Joe Cross works to clear storm debris from a trail in the Big South Fork National River & Recreation Area (Sarah Dunlap/IH)
Joe Cross

It would not be unfair to say that Joe Cross is the forefather of mountain biking in Scott County. That’s important because Scott County has emerged as a premiere destination for enthusiasts of one of America’s fastest-growing sports, and that is largely because of Cross’s tireless efforts.

But that isn’t why we chose Cross as the Independent Herald/Scott County Chamber of Commerce 2017 Scott County Person of the Year.

This year saw one of Cross’s longtime goals realized when he helped the Boys & Girls Club of the Cumberland Plateau launch a mountain biking program that is introducing many of the club’s 800 members to the sport.

The BGC’s program, which now includes a pair of mountain bike tracks and a pump track at the club’s facilities in south Oneida, was launched after Cross hooked up with an organization that started a similar program at a Boys & Girls Club in Dalton, Ga. Cross and BGCCP CPO Justin Sharpe traveled to Dalton to survey that program, determined it could be implemented locally, and were able to obtain grant funds to get the program started. Top-of-the-line Trek mountain bikes were purchased for BGC members, and Cross called on his old friend Randy Conner — a past president of the Appalachian Mountain Bike Club who is a professional trail-builder — to design and build the trails at the BGC.

Cross, who was also behind the construction of the multi-use trail at Bear Creek Sports Complex on the other end of Oneida, has long brainstormed ways to get kids involved in mountain-biking. His thought process is this: not every kid wants to play basketball or soccer, but every kid needs to be active.

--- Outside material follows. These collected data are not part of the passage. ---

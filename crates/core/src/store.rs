//! File-backed patient store.
//!
//! Persists one JSON document per patient under a sharded directory
//! structure:
//!
//! ```text
//! <patient_data_dir>/patients/
//!   <s1>/
//!     <s2>/
//!       <record-id>/
//!         patient.json
//! ```
//!
//! where `s1` and `s2` are the first four hex characters of the record
//! identifier, providing scalable directory sharding.
//!
//! The store is the sole owner of patient lifetime and identity: it assigns
//! record identifiers, enforces national-identifier uniqueness, and preserves
//! the triage timestamp across updates. The ordering and estimation logic
//! only ever reads snapshots produced by [`PatientStore::list`].

use crate::config::CoreConfig;
use crate::constants::PATIENT_JSON_FILENAME;
use crate::error::{TriageError, TriageResult};
use crate::patient::{NewPatient, Patient, PatientUpdate};
use crate::record_id::RecordId;
use chrono::Utc;
use std::fs;
use std::path::PathBuf;
use std::sync::Arc;
use triage_types::NationalId;

/// Persistence for patient records - no ordering or estimation concerns.
#[derive(Clone)]
pub struct PatientStore {
    cfg: Arc<CoreConfig>,
}

impl PatientStore {
    /// Creates a new store over the configured patient data directory.
    pub fn new(cfg: Arc<CoreConfig>) -> Self {
        Self { cfg }
    }

    /// Registers a new patient.
    ///
    /// Assigns a fresh record identifier and defaults the triage timestamp to
    /// the registration instant when the caller did not supply one.
    ///
    /// # Errors
    ///
    /// Returns [`TriageError::DuplicateNationalId`] if another record already
    /// holds the national identifier, or a storage error if the record cannot
    /// be written.
    pub fn register(&self, new_patient: NewPatient) -> TriageResult<Patient> {
        if self.find_by_national_id(&new_patient.national_id)?.is_some() {
            return Err(TriageError::DuplicateNationalId(
                new_patient.national_id.to_string(),
            ));
        }

        let patient = Patient {
            id: RecordId::new(),
            name: new_patient.name,
            age: new_patient.age,
            national_id: new_patient.national_id,
            symptoms: new_patient.symptoms,
            priority: new_patient.priority,
            vitals: new_patient.vitals,
            triaged_at: new_patient.triaged_at.unwrap_or_else(Utc::now),
        };

        self.write(&patient)?;
        Ok(patient)
    }

    /// Lists all patient records from the file system.
    ///
    /// Traverses the sharded directory structure and reads every
    /// `patient.json` it finds. If an individual patient file cannot be
    /// parsed, it is logged as a warning and skipped.
    pub fn list(&self) -> Vec<Patient> {
        let patients_dir = self.cfg.patients_dir();

        let mut patients = Vec::new();

        let s1_iter = match fs::read_dir(&patients_dir) {
            Ok(it) => it,
            Err(_) => return patients,
        };
        for s1 in s1_iter.flatten() {
            let s1_path = s1.path();
            if !s1_path.is_dir() {
                continue;
            }

            let s2_iter = match fs::read_dir(&s1_path) {
                Ok(it) => it,
                Err(_) => continue,
            };

            for s2 in s2_iter.flatten() {
                let s2_path = s2.path();
                if !s2_path.is_dir() {
                    continue;
                }

                let id_iter = match fs::read_dir(&s2_path) {
                    Ok(it) => it,
                    Err(_) => continue,
                };

                for id_ent in id_iter.flatten() {
                    let id_path = id_ent.path();
                    if !id_path.is_dir() {
                        continue;
                    }

                    let record_path = id_path.join(PATIENT_JSON_FILENAME);
                    if !record_path.is_file() {
                        continue;
                    }

                    if let Ok(contents) = fs::read_to_string(&record_path) {
                        match serde_json::from_str::<Patient>(&contents) {
                            Ok(patient) => patients.push(patient),
                            Err(_) => {
                                tracing::warn!(
                                    "failed to parse patient record: {}",
                                    record_path.display()
                                );
                            }
                        }
                    }
                }
            }
        }

        patients
    }

    /// Looks up a patient by national identifier.
    pub fn find_by_national_id(
        &self,
        national_id: &NationalId,
    ) -> TriageResult<Option<Patient>> {
        Ok(self
            .list()
            .into_iter()
            .find(|p| p.national_id == *national_id))
    }

    /// Loads a patient record by its record identifier.
    pub fn load(&self, id: &RecordId) -> TriageResult<Option<Patient>> {
        let record_path = self.patient_dir(id).join(PATIENT_JSON_FILENAME);
        if !record_path.is_file() {
            return Ok(None);
        }

        let contents = fs::read_to_string(&record_path).map_err(TriageError::FileRead)?;
        let patient =
            serde_json::from_str::<Patient>(&contents).map_err(TriageError::Deserialization)?;
        Ok(Some(patient))
    }

    /// Applies an update to an existing patient record.
    ///
    /// The record identifier and the triage timestamp are preserved from the
    /// stored record; a mutation never resets when the patient entered the
    /// waiting population.
    ///
    /// # Errors
    ///
    /// Returns [`TriageError::PatientNotFound`] if no record exists for `id`,
    /// or [`TriageError::DuplicateNationalId`] if the update would move the
    /// national identifier onto one held by another record.
    pub fn update(&self, id: &RecordId, update: PatientUpdate) -> TriageResult<Patient> {
        let existing = self
            .load(id)?
            .ok_or_else(|| TriageError::PatientNotFound(id.to_string()))?;

        if update.national_id != existing.national_id {
            if let Some(other) = self.find_by_national_id(&update.national_id)? {
                if other.id != existing.id {
                    return Err(TriageError::DuplicateNationalId(
                        update.national_id.to_string(),
                    ));
                }
            }
        }

        let patient = Patient {
            id: existing.id,
            name: update.name,
            age: update.age,
            national_id: update.national_id,
            symptoms: update.symptoms,
            priority: update.priority,
            vitals: update.vitals,
            triaged_at: existing.triaged_at,
        };

        self.write(&patient)?;
        Ok(patient)
    }

    /// Removes a patient record by national identifier.
    ///
    /// # Errors
    ///
    /// Returns [`TriageError::PatientNotFound`] if no record holds the
    /// identifier.
    pub fn remove_by_national_id(&self, national_id: &NationalId) -> TriageResult<()> {
        let patient = self
            .find_by_national_id(national_id)?
            .ok_or_else(|| TriageError::PatientNotFound(national_id.to_string()))?;

        fs::remove_dir_all(self.patient_dir(&patient.id)).map_err(TriageError::FileRemove)
    }

    fn patient_dir(&self, id: &RecordId) -> PathBuf {
        id.sharded_dir(&self.cfg.patients_dir())
    }

    fn write(&self, patient: &Patient) -> TriageResult<()> {
        let dir = self.patient_dir(&patient.id);
        fs::create_dir_all(&dir).map_err(TriageError::PatientDirCreation)?;

        let contents =
            serde_json::to_string_pretty(patient).map_err(TriageError::Serialization)?;
        fs::write(dir.join(PATIENT_JSON_FILENAME), contents).map_err(TriageError::FileWrite)
    }
}

#[cfg(test)]
mod store_tests {
    use super::*;
    use crate::patient::VitalSigns;
    use crate::priority::Priority;
    use chrono::{DateTime, Utc};
    use triage_types::NonEmptyText;

    fn test_store(dir: &tempfile::TempDir) -> PatientStore {
        let cfg = CoreConfig::new(dir.path().to_path_buf(), 15.0).expect("valid config");
        PatientStore::new(Arc::new(cfg))
    }

    fn new_patient(national_id: &str, priority: Priority) -> NewPatient {
        NewPatient {
            name: NonEmptyText::new("Test Patient").expect("valid name"),
            age: 40,
            national_id: NationalId::new(national_id).expect("valid identifier"),
            symptoms: Some("dor de cabeça".into()),
            priority,
            vitals: VitalSigns {
                systolic_pressure: Some(120.0),
                diastolic_pressure: Some(80.0),
                heart_rate: Some(72.0),
                temperature: Some(36.6),
            },
            triaged_at: None,
        }
    }

    #[test]
    fn register_then_list_round_trips() {
        let dir = tempfile::tempdir().expect("temp dir");
        let store = test_store(&dir);

        let registered = store
            .register(new_patient("11122233344", Priority::Emergency))
            .expect("registration succeeds");

        let listed = store.list();
        assert_eq!(listed.len(), 1);
        assert_eq!(listed[0].id, registered.id);
        assert_eq!(listed[0].national_id.as_str(), "11122233344");
        assert_eq!(listed[0].priority, Priority::Emergency);
        assert_eq!(listed[0].triaged_at, registered.triaged_at);
    }

    #[test]
    fn register_rejects_duplicate_national_id() {
        let dir = tempfile::tempdir().expect("temp dir");
        let store = test_store(&dir);

        store
            .register(new_patient("11122233344", Priority::Emergency))
            .expect("first registration succeeds");
        let err = store
            .register(new_patient("11122233344", Priority::NonUrgent))
            .expect_err("duplicate identifier is rejected");

        assert!(matches!(err, TriageError::DuplicateNationalId(_)));
    }

    #[test]
    fn register_honours_a_supplied_triage_timestamp() {
        let dir = tempfile::tempdir().expect("temp dir");
        let store = test_store(&dir);

        let triaged_at =
            DateTime::<Utc>::from_timestamp(1_700_000_000, 0).expect("valid timestamp");
        let mut patient = new_patient("11122233344", Priority::LowUrgency);
        patient.triaged_at = Some(triaged_at);

        let registered = store.register(patient).expect("registration succeeds");
        assert_eq!(registered.triaged_at, triaged_at);
    }

    #[test]
    fn update_preserves_the_triage_timestamp() {
        let dir = tempfile::tempdir().expect("temp dir");
        let store = test_store(&dir);

        let registered = store
            .register(new_patient("11122233344", Priority::LowUrgency))
            .expect("registration succeeds");

        let updated = store
            .update(
                &registered.id,
                PatientUpdate {
                    name: NonEmptyText::new("Renamed Patient").expect("valid name"),
                    age: 41,
                    national_id: registered.national_id.clone(),
                    symptoms: None,
                    priority: Priority::Emergency,
                    vitals: VitalSigns::default(),
                },
            )
            .expect("update succeeds");

        assert_eq!(updated.triaged_at, registered.triaged_at);
        assert_eq!(updated.priority, Priority::Emergency);
        assert_eq!(updated.name.as_str(), "Renamed Patient");

        let reloaded = store
            .load(&registered.id)
            .expect("load succeeds")
            .expect("record exists");
        assert_eq!(reloaded.triaged_at, registered.triaged_at);
    }

    #[test]
    fn update_rejects_stealing_another_records_national_id() {
        let dir = tempfile::tempdir().expect("temp dir");
        let store = test_store(&dir);

        store
            .register(new_patient("11122233344", Priority::Emergency))
            .expect("first registration succeeds");
        let second = store
            .register(new_patient("55566677788", Priority::NonUrgent))
            .expect("second registration succeeds");

        let err = store
            .update(
                &second.id,
                PatientUpdate {
                    name: second.name.clone(),
                    age: second.age,
                    national_id: NationalId::new("11122233344").expect("valid identifier"),
                    symptoms: None,
                    priority: second.priority,
                    vitals: second.vitals,
                },
            )
            .expect_err("identifier collision is rejected");

        assert!(matches!(err, TriageError::DuplicateNationalId(_)));
    }

    #[test]
    fn update_of_missing_record_fails() {
        let dir = tempfile::tempdir().expect("temp dir");
        let store = test_store(&dir);

        let err = store
            .update(
                &RecordId::new(),
                PatientUpdate {
                    name: NonEmptyText::new("Nobody").expect("valid name"),
                    age: 1,
                    national_id: NationalId::new("00000000000").expect("valid identifier"),
                    symptoms: None,
                    priority: Priority::NonUrgent,
                    vitals: VitalSigns::default(),
                },
            )
            .expect_err("missing record is rejected");

        assert!(matches!(err, TriageError::PatientNotFound(_)));
    }

    #[test]
    fn remove_deletes_the_record() {
        let dir = tempfile::tempdir().expect("temp dir");
        let store = test_store(&dir);

        let registered = store
            .register(new_patient("11122233344", Priority::Emergency))
            .expect("registration succeeds");
        let national_id = registered.national_id.clone();

        store
            .remove_by_national_id(&national_id)
            .expect("removal succeeds");

        assert!(store.list().is_empty());
        let err = store
            .remove_by_national_id(&national_id)
            .expect_err("second removal fails");
        assert!(matches!(err, TriageError::PatientNotFound(_)));
    }

    #[test]
    fn list_skips_corrupt_records() {
        let dir = tempfile::tempdir().expect("temp dir");
        let store = test_store(&dir);

        let registered = store
            .register(new_patient("11122233344", Priority::Emergency))
            .expect("registration succeeds");

        let corrupt_dir = RecordId::new().sharded_dir(&store.cfg.patients_dir());
        fs::create_dir_all(&corrupt_dir).expect("create corrupt dir");
        fs::write(corrupt_dir.join(PATIENT_JSON_FILENAME), "not json").expect("write corrupt");

        let listed = store.list();
        assert_eq!(listed.len(), 1);
        assert_eq!(listed[0].id, registered.id);
    }
}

“What was neat was there were kids out there playing soccer, some playing football and some riding bikes,” Cross said as the BGC program launched in October. “I just want to get them moving, whether they’re walking or running or even flat-water kayaking. And this is a great place to start.”

Now that the program is up and running, Cross is staying in close touch with the Boys & Girls Club, assisting with the program however he can — usually by helping teach kids the proper way to ride mountain bikes.

“He keeps thanking us for the opportunity, but, really, we should be thanking him,” Sharpe said. “There probably wouldn’t be a mountain bike program at the club without Joe.”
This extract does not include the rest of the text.